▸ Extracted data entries
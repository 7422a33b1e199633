//! Finance operations (payouts, disputes, bank accounts) for the Admin API.

use tracing::instrument;

use super::{
    AdminClient, AdminShopifyError, GraphQLError,
    queries::{
        GetBankAccounts, GetDispute, GetDisputes, GetPayout, GetPayoutDetail, GetPayoutSchedule,
        GetPayoutTransactions, GetPayouts,
    },
    sort_payouts,
};
use crate::shopify::types::{
    BalanceTransaction, BalanceTransactionConnection, BalanceTransactionSourceType,
    BalanceTransactionType, BankAccount, BankAccountStatus, Dispute, DisputeAddress,
    DisputeConnection, DisputeDetail, DisputeEvidence, DisputeFileUpload, DisputeFulfillment,
    DisputeReasonDetails, DisputeStatus, DisputeType, Money, PageInfo, Payout, PayoutConnection,
    PayoutDetail, PayoutSchedule, PayoutScheduleInterval, PayoutSortKey, PayoutStatus,
    PayoutSummary, PayoutTransactionType,
};

/// Convert GraphQL payout status to domain type.
const fn convert_payout_status(
    status: &super::queries::get_payouts::ShopifyPaymentsPayoutStatus,
) -> PayoutStatus {
    match status {
        super::queries::get_payouts::ShopifyPaymentsPayoutStatus::SCHEDULED
        | super::queries::get_payouts::ShopifyPaymentsPayoutStatus::Other(_) => {
            PayoutStatus::Scheduled
        }
        super::queries::get_payouts::ShopifyPaymentsPayoutStatus::IN_TRANSIT => {
            PayoutStatus::InTransit
        }
        super::queries::get_payouts::ShopifyPaymentsPayoutStatus::PAID => PayoutStatus::Paid,
        super::queries::get_payouts::ShopifyPaymentsPayoutStatus::FAILED => PayoutStatus::Failed,
        super::queries::get_payouts::ShopifyPaymentsPayoutStatus::CANCELED => {
            PayoutStatus::Canceled
        }
    }
}

/// Convert GraphQL payout status to domain type (for single payout query).
const fn convert_payout_status_single(
    status: &super::queries::get_payout::ShopifyPaymentsPayoutStatus,
) -> PayoutStatus {
    match status {
        super::queries::get_payout::ShopifyPaymentsPayoutStatus::SCHEDULED
        | super::queries::get_payout::ShopifyPaymentsPayoutStatus::Other(_) => {
            PayoutStatus::Scheduled
        }
        super::queries::get_payout::ShopifyPaymentsPayoutStatus::IN_TRANSIT => {
            PayoutStatus::InTransit
        }
        super::queries::get_payout::ShopifyPaymentsPayoutStatus::PAID => PayoutStatus::Paid,
        super::queries::get_payout::ShopifyPaymentsPayoutStatus::FAILED => PayoutStatus::Failed,
        super::queries::get_payout::ShopifyPaymentsPayoutStatus::CANCELED => PayoutStatus::Canceled,
    }
}

/// Convert GraphQL payout status (detail query) to domain type.
const fn convert_payout_status_detail(
    status: &super::queries::get_payout_detail::ShopifyPaymentsPayoutStatus,
) -> PayoutStatus {
    match status {
        super::queries::get_payout_detail::ShopifyPaymentsPayoutStatus::SCHEDULED
        | super::queries::get_payout_detail::ShopifyPaymentsPayoutStatus::Other(_) => {
            PayoutStatus::Scheduled
        }
        super::queries::get_payout_detail::ShopifyPaymentsPayoutStatus::IN_TRANSIT => {
            PayoutStatus::InTransit
        }
        super::queries::get_payout_detail::ShopifyPaymentsPayoutStatus::PAID => PayoutStatus::Paid,
        super::queries::get_payout_detail::ShopifyPaymentsPayoutStatus::FAILED => {
            PayoutStatus::Failed
        }
        super::queries::get_payout_detail::ShopifyPaymentsPayoutStatus::CANCELED => {
            PayoutStatus::Canceled
        }
    }
}

/// Convert GraphQL payout transaction type to domain type.
const fn convert_payout_transaction_type(
    tx_type: &super::queries::get_payout_detail::ShopifyPaymentsPayoutTransactionType,
) -> PayoutTransactionType {
    match tx_type {
        super::queries::get_payout_detail::ShopifyPaymentsPayoutTransactionType::DEPOSIT
        | super::queries::get_payout_detail::ShopifyPaymentsPayoutTransactionType::Other(_) => {
            PayoutTransactionType::Deposit
        }
        super::queries::get_payout_detail::ShopifyPaymentsPayoutTransactionType::WITHDRAWAL => {
            PayoutTransactionType::Withdrawal
        }
    }
}

/// Convert GraphQL balance transaction type to domain type.
const fn convert_transaction_type(
    tx_type: &super::queries::get_payout_transactions::ShopifyPaymentsTransactionType,
) -> BalanceTransactionType {
    use super::queries::get_payout_transactions::ShopifyPaymentsTransactionType;
    match tx_type {
        ShopifyPaymentsTransactionType::CHARGE => BalanceTransactionType::Charge,
        ShopifyPaymentsTransactionType::REFUND | ShopifyPaymentsTransactionType::REFUND_FAILURE => {
            BalanceTransactionType::Refund
        }
        ShopifyPaymentsTransactionType::DISPUTE_WITHDRAWAL
        | ShopifyPaymentsTransactionType::DISPUTE_REVERSAL => BalanceTransactionType::Dispute,
        ShopifyPaymentsTransactionType::TRANSFER
        | ShopifyPaymentsTransactionType::TRANSFER_FAILURE
        | ShopifyPaymentsTransactionType::TRANSFER_CANCEL
        | ShopifyPaymentsTransactionType::TRANSFER_REFUND => BalanceTransactionType::Payout,
        ShopifyPaymentsTransactionType::RESERVED_FUNDS
        | ShopifyPaymentsTransactionType::RESERVED_FUNDS_WITHDRAWAL
        | ShopifyPaymentsTransactionType::RESERVED_FUNDS_REVERSAL => {
            BalanceTransactionType::ReservedFunds
        }
        _ => BalanceTransactionType::Adjustment,
    }
}

/// Convert GraphQL source type to domain type.
const fn convert_source_type(
    src: Option<&super::queries::get_payout_transactions::ShopifyPaymentsSourceType>,
) -> BalanceTransactionSourceType {
    use super::queries::get_payout_transactions::ShopifyPaymentsSourceType;
    match src {
        Some(ShopifyPaymentsSourceType::CHARGE) => BalanceTransactionSourceType::Charge,
        Some(ShopifyPaymentsSourceType::REFUND) => BalanceTransactionSourceType::Refund,
        Some(
            ShopifyPaymentsSourceType::ADJUSTMENT
            | ShopifyPaymentsSourceType::ADJUSTMENT_REVERSAL
            | ShopifyPaymentsSourceType::SYSTEM_ADJUSTMENT,
        ) => BalanceTransactionSourceType::Adjustment,
        Some(ShopifyPaymentsSourceType::DISPUTE) => BalanceTransactionSourceType::Dispute,
        Some(ShopifyPaymentsSourceType::TRANSFER) => BalanceTransactionSourceType::Payout,
        _ => BalanceTransactionSourceType::Unknown,
    }
}

/// Convert GraphQL dispute status to domain type.
const fn convert_dispute_status(
    status: &super::queries::get_disputes::DisputeStatus,
) -> DisputeStatus {
    match status {
        super::queries::get_disputes::DisputeStatus::NEEDS_RESPONSE
        | super::queries::get_disputes::DisputeStatus::Other(_) => DisputeStatus::NeedsResponse,
        super::queries::get_disputes::DisputeStatus::UNDER_REVIEW => DisputeStatus::UnderReview,
        super::queries::get_disputes::DisputeStatus::CHARGE_REFUNDED => {
            DisputeStatus::ChargeRefunded
        }
        super::queries::get_disputes::DisputeStatus::ACCEPTED => DisputeStatus::Accepted,
        super::queries::get_disputes::DisputeStatus::WON => DisputeStatus::Won,
        super::queries::get_disputes::DisputeStatus::LOST => DisputeStatus::Lost,
    }
}

/// Convert GraphQL dispute status (detail query) to domain type.
const fn convert_dispute_status_detail(
    status: &super::queries::get_dispute::DisputeStatus,
) -> DisputeStatus {
    match status {
        super::queries::get_dispute::DisputeStatus::NEEDS_RESPONSE
        | super::queries::get_dispute::DisputeStatus::Other(_) => DisputeStatus::NeedsResponse,
        super::queries::get_dispute::DisputeStatus::UNDER_REVIEW => DisputeStatus::UnderReview,
        super::queries::get_dispute::DisputeStatus::CHARGE_REFUNDED => {
            DisputeStatus::ChargeRefunded
        }
        super::queries::get_dispute::DisputeStatus::ACCEPTED => DisputeStatus::Accepted,
        super::queries::get_dispute::DisputeStatus::WON => DisputeStatus::Won,
        super::queries::get_dispute::DisputeStatus::LOST => DisputeStatus::Lost,
    }
}

/// Convert GraphQL dispute type to domain type.
const fn convert_dispute_type(
    dispute_type: &super::queries::get_disputes::DisputeType,
) -> DisputeType {
    match dispute_type {
        super::queries::get_disputes::DisputeType::CHARGEBACK
        | super::queries::get_disputes::DisputeType::Other(_) => DisputeType::Chargeback,
        super::queries::get_disputes::DisputeType::INQUIRY => DisputeType::Inquiry,
    }
}

/// Convert GraphQL dispute type (detail query) to domain type.
const fn convert_dispute_type_detail(
    dispute_type: &super::queries::get_dispute::DisputeType,
) -> DisputeType {
    match dispute_type {
        super::queries::get_dispute::DisputeType::CHARGEBACK
        | super::queries::get_dispute::DisputeType::Other(_) => DisputeType::Chargeback,
        super::queries::get_dispute::DisputeType::INQUIRY => DisputeType::Inquiry,
    }
}

/// Convert GraphQL bank account status to domain type.
const fn convert_bank_account_status(
    status: &super::queries::get_bank_accounts::ShopifyPaymentsBankAccountStatus,
) -> BankAccountStatus {
    use super::queries::get_bank_accounts::ShopifyPaymentsBankAccountStatus;
    match status {
        ShopifyPaymentsBankAccountStatus::NEW | ShopifyPaymentsBankAccountStatus::Other(_) => {
            BankAccountStatus::Pending
        }
        ShopifyPaymentsBankAccountStatus::VALIDATED
        | ShopifyPaymentsBankAccountStatus::VERIFIED => BankAccountStatus::Verified,
        ShopifyPaymentsBankAccountStatus::ERRORED => BankAccountStatus::Deleted,
    }
}

/// Convert GraphQL payout schedule interval to domain type.
const fn convert_payout_interval(
    interval: &super::queries::get_payout_schedule::ShopifyPaymentsPayoutInterval,
) -> PayoutScheduleInterval {
    match interval {
        super::queries::get_payout_schedule::ShopifyPaymentsPayoutInterval::DAILY
        | super::queries::get_payout_schedule::ShopifyPaymentsPayoutInterval::Other(_) => {
            PayoutScheduleInterval::Daily
        }
        super::queries::get_payout_schedule::ShopifyPaymentsPayoutInterval::WEEKLY => {
            PayoutScheduleInterval::Weekly
        }
        super::queries::get_payout_schedule::ShopifyPaymentsPayoutInterval::MONTHLY => {
            PayoutScheduleInterval::Monthly
        }
        super::queries::get_payout_schedule::ShopifyPaymentsPayoutInterval::MANUAL => {
            PayoutScheduleInterval::Manual
        }
    }
}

▸ Problem to solve
Filter the data for the string "ShopifyPaymentsBankAccountStatus" and copy every line that has it.

▸ Problem solution
    status: &super::queries::get_bank_accounts::ShopifyPaymentsBankAccountStatus,
    use super::queries::get_bank_accounts::ShopifyPaymentsBankAccountStatus;
        ShopifyPaymentsBankAccountStatus::NEW | ShopifyPaymentsBankAccountStatus::Other(_) => {
        ShopifyPaymentsBankAccountStatus::VALIDATED
        | ShopifyPaymentsBankAccountStatus::VERIFIED => BankAccountStatus::Verified,
        ShopifyPaymentsBankAccountStatus::ERRORED => BankAccountStatus::Deleted,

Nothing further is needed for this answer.